Там, как и у Бунина, есть и дальше, речь довольно пространная, и особо любопытный читатель может убедиться не только в интонационном, но и лексическом повторе с самоподзаводом. «Распишу туда-сюда по трафарету», как пел Высоцкий.
Иван Алексеевич, естественно, куда скромнее, он не снабжает свое выступление психологией с прелюдией. (Солоухин: «…то ли я насупился угрюмо над своим бокалом, не поднимая глаз, то ли какие-то особенные ледяные эманации, флюиды излучались от меня на все застолье, но только все как-то вдруг замолчали и уставились на меня выжидающе, вопросительно, словно предчувствуя, что я сейчас могу встать и высказаться. Хозяин дома, как чуткий и опытный тамада, тотчас и дал мне слово».)
Не отвлекается Бунин и на реакцию зала. (Солоухин: «Рокот недоумения и возмущения прошелестел по застолью. Но, как видно, соскучились они в своем сиропе по острому, никто не оборвал, не пресек, давая возможность высказаться».)
Впрочем, оба писателя как-то обходят ожидаемые эмоции финала: что же последовало дальше, какова реакция была на столь радикальные выступления? Бунин уезжает в Одессу «довольно законно», а Солоухин – в статистику, долженствующую показать процветание дореволюционной России. Тем паче, что все претензии относительно достоверности эпизода он снял в самом начале. Дескать, на нет – и суда нет: «Разве что звонить участникам и расспрашивать.

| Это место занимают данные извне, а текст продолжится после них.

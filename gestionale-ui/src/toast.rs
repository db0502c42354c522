//! Toast Host
//!
//! Shows core toasts as Bootstrap toasts inside a fixed corner container.

use gestionale_fibra::toast::{
    Toast, ToastHost, CONTAINER_CLASS, CONTAINER_ID, CONTAINER_Z_INDEX, HIDDEN_EVENT,
};
use serde::Serialize;
use wasm_bindgen::prelude::*;
use wasm_bindgen::JsCast;
use web_sys::{Document, Element, HtmlElement};

use crate::bootstrap;

#[derive(Serialize)]
struct ToastOptions {
    delay: u32,
}

/// [`ToastHost`] writing into the live document
pub struct DomToastHost {
    document: Document,
}

impl DomToastHost {
    pub fn new(document: Document) -> Self {
        Self { document }
    }

    fn container(&self) -> Option<Element> {
        self.document.get_element_by_id(CONTAINER_ID)
    }

    fn build_container(&self) -> Result<(), JsValue> {
        let container = self
            .document
            .create_element("div")?
            .dyn_into::<HtmlElement>()?;
        container.set_id(CONTAINER_ID);
        container.set_class_name(CONTAINER_CLASS);
        container.style().set_property("z-index", CONTAINER_Z_INDEX)?;

        let body = self
            .document
            .body()
            .ok_or_else(|| JsValue::from_str("document has no body"))?;
        body.append_child(&container)?;
        Ok(())
    }

    fn show_toast(&self, toast: &Toast) -> Result<(), JsValue> {
        let container = self
            .container()
            .ok_or_else(|| JsValue::from_str("toast container missing"))?;
        container.insert_adjacent_html("beforeend", &toast.html())?;

        let element = self
            .document
            .get_element_by_id(&toast.id)
            .ok_or_else(|| JsValue::from_str("toast element missing"))?;

        // Registered before showing so a zero-delay hide is still observed
        let target = element.clone();
        let on_hidden = Closure::once_into_js(move || target.remove());
        element.add_event_listener_with_callback(HIDDEN_EVENT, on_hidden.unchecked_ref())?;

        let options = serde_wasm_bindgen::to_value(&ToastOptions {
            delay: toast.delay_ms,
        })?;
        bootstrap::Toast::new(&element, &options)?.show();
        Ok(())
    }
}

impl ToastHost for DomToastHost {
    fn has_container(&self) -> bool {
        self.container().is_some()
    }

    fn create_container(&self) {
        if let Err(e) = self.build_container() {
            tracing::error!(error = ?e, "Failed to create toast container");
        }
    }

    fn present(&self, toast: &Toast) {
        if let Err(e) = self.show_toast(toast) {
            tracing::error!(toast = %toast.id, error = ?e, "Failed to show toast");
        }
    }
}

#[cfg(test)]
mod tests {
    use super::*;
    use gestionale_fibra::{ToastKind, Toaster};
    use wasm_bindgen_test::*;
    use web_sys::Event;

    wasm_bindgen_test_configure!(run_in_browser);

    fn document() -> Document {
        web_sys::window().unwrap().document().unwrap()
    }

    #[wasm_bindgen_test]
    fn test_container_created_once_and_hidden_toasts_removed() {
        let doc = document();
        let toaster = Toaster::new(DomToastHost::new(doc.clone()));

        let first = toaster.show("Salvato", ToastKind::Success);
        let second = toaster.show("Errore", ToastKind::Error);

        assert_eq!(doc.query_selector_all("#toast-container").unwrap().length(), 1);
        let container = doc.get_element_by_id(CONTAINER_ID).unwrap();
        assert_eq!(container.child_element_count(), 2);

        let element = doc.get_element_by_id(&first).unwrap();
        element
            .dispatch_event(&Event::new(HIDDEN_EVENT).unwrap())
            .unwrap();

        assert!(doc.get_element_by_id(&first).is_none());
        assert!(doc.get_element_by_id(&second).is_some());

        container.remove();
    }
}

Но участников-то, если не большинства, то многих, уж нет на свете. Твардовского – нет. Суркова – нет, Сергея Васильева – нет, Георгия Леонидзе, на даче которого происходила та пирушка, тоже на этом свете – нет. Не знаю, жив ли Василий Павлович Мжаванадзе. Едва ли».
Я снова не берусь судить, кто здесь порядочней в отношении к Бунину: постмодернист Пелевин или почвенник и монархист Солоухин. Возможно, для моралиста ориентиром здесь могло бы служить различие литературных стратегий.

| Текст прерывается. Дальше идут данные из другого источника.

//! REST API Client
//!
//! Generic JSON helpers (GET/POST/PUT/DELETE) shared by every page family.
//! Any non-2xx status is a failure. Every failure is logged with its
//! endpoint and then handed back to the caller.

#[cfg(not(target_arch = "wasm32"))]
pub mod native;
pub mod transport;

#[cfg(not(target_arch = "wasm32"))]
pub use native::ReqwestTransport;
pub use transport::{HttpRequest, HttpResponse, Method, Transport, TransportError};

use serde::de::DeserializeOwned;
use serde::{Deserialize, Serialize};

use crate::error::{ApiError, ApiResult};

/// Message used when a failed POST/PUT carries no usable `detail`
const UNKNOWN_ERROR: &str = "Unknown error";

/// JSON REST client over a pluggable [`Transport`]
#[derive(Debug, Clone)]
pub struct ApiClient<T> {
    transport: T,
    base: String,
}

/// Error body produced by the backend on rejected writes
#[derive(Debug, Deserialize)]
struct ErrorBody {
    #[serde(default)]
    detail: Option<serde_json::Value>,
}

impl<T: Transport> ApiClient<T> {
    /// Create a client whose endpoints are resolved against `base`.
    ///
    /// An empty base sends endpoints verbatim.
    pub fn new(transport: T, base: impl Into<String>) -> Self {
        let base = base.into().trim_end_matches('/').to_string();
        Self { transport, base }
    }

    pub fn base(&self) -> &str {
        &self.base
    }

    pub fn transport(&self) -> &T {
        &self.transport
    }

    /// Resolve an endpoint against the base URL
    pub fn url(&self, endpoint: &str) -> String {
        if self.base.is_empty() {
            endpoint.to_string()
        } else if endpoint.starts_with('/') {
            format!("{}{}", self.base, endpoint)
        } else {
            format!("{}/{}", self.base, endpoint)
        }
    }

    /// GET a JSON document
    pub async fn get<R: DeserializeOwned>(&self, endpoint: &str) -> ApiResult<R> {
        let url = self.url(endpoint);
        self.get_inner(&url).await.map_err(|e| {
            tracing::error!(endpoint = %url, error = %e, "Error fetching {}", url);
            e
        })
    }

    /// POST a JSON body and decode the JSON reply
    pub async fn post<B, R>(&self, endpoint: &str, body: &B) -> ApiResult<R>
    where
        B: Serialize + ?Sized,
        R: DeserializeOwned,
    {
        let url = self.url(endpoint);
        self.write_inner(Method::Post, &url, body).await.map_err(|e| {
            tracing::error!(endpoint = %url, error = %e, "Error posting to {}", url);
            e
        })
    }

    /// PUT a JSON body and decode the JSON reply
    pub async fn put<B, R>(&self, endpoint: &str, body: &B) -> ApiResult<R>
    where
        B: Serialize + ?Sized,
        R: DeserializeOwned,
    {
        let url = self.url(endpoint);
        self.write_inner(Method::Put, &url, body).await.map_err(|e| {
            tracing::error!(endpoint = %url, error = %e, "Error putting to {}", url);
            e
        })
    }

    /// DELETE a resource; the response body is ignored
    pub async fn delete(&self, endpoint: &str) -> ApiResult<()> {
        let url = self.url(endpoint);
        self.delete_inner(&url).await.map_err(|e| {
            tracing::error!(endpoint = %url, error = %e, "Error deleting {}", url);
            e
        })
    }

    async fn get_inner<R: DeserializeOwned>(&self, url: &str) -> ApiResult<R> {
        let response = self
            .transport
            .send(HttpRequest::new(Method::Get, url))
            .await?;

        if !response.ok() {
            return Err(ApiError::Status(response.status));
        }

        Ok(serde_json::from_str(&response.body)?)
    }

    async fn write_inner<B, R>(&self, method: Method, url: &str, body: &B) -> ApiResult<R>
    where
        B: Serialize + ?Sized,
        R: DeserializeOwned,
    {
        let payload = serde_json::to_value(body)?;
        let response = self
            .transport
            .send(HttpRequest::new(method, url).json(payload))
            .await?;

        if !response.ok() {
            return Err(ApiError::Server(server_detail(&response.body)));
        }

        Ok(serde_json::from_str(&response.body)?)
    }

    async fn delete_inner(&self, url: &str) -> ApiResult<()> {
        let response = self
            .transport
            .send(HttpRequest::new(Method::Delete, url))
            .await?;

        if !response.ok() {
            return Err(ApiError::Status(response.status));
        }

        Ok(())
    }
}

/// Extract the backend's `detail` message from an error body
fn server_detail(body: &str) -> String {
    let detail = serde_json::from_str::<ErrorBody>(body)
        .ok()
        .and_then(|b| b.detail);

    match detail {
        Some(serde_json::Value::String(detail)) if !detail.is_empty() => detail,
        Some(serde_json::Value::String(_)) | Some(serde_json::Value::Null) | None => {
            UNKNOWN_ERROR.to_string()
        }
        // FastAPI validation errors arrive as a list
        Some(other) => other.to_string(),
    }
}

Если Пелевин, работая над историко-литературной реконструкцией эпохи, действует по принципу «возьму свое там, где увижу свое» (и не без криминального ухарства), то советский писатель прямо заимствует манеру поведения писателя-антисоветчика, полагая ее неким образцом честности и мужества-несгибаемости. Пелевина интересует постреволюционная «Музыкальная табакерка»; Солоухина – Иван Бунин в оной, и даже не он сам, а внутриписательский конфликт, приправленный политикой. Пикантности в том, что Владимир Алексеевич играет роль литератора-разоблачителя в совершенно иных интерьерах, щедро предоставленных самой разоблачаемой властью, советский писатель не видит.
Не так устроено внешнее и внутреннее зрение.
Бунин бы привычно, впрочем, проклял обоих. Ему что декаденты, что приспособленцы.
P. S. Кстати, случаются литературные дежавю совершенно особого свойства: иногда у писателей, в изысках стиля сроду не замеченных, находишь перлы, прославившие будущих виртуозов.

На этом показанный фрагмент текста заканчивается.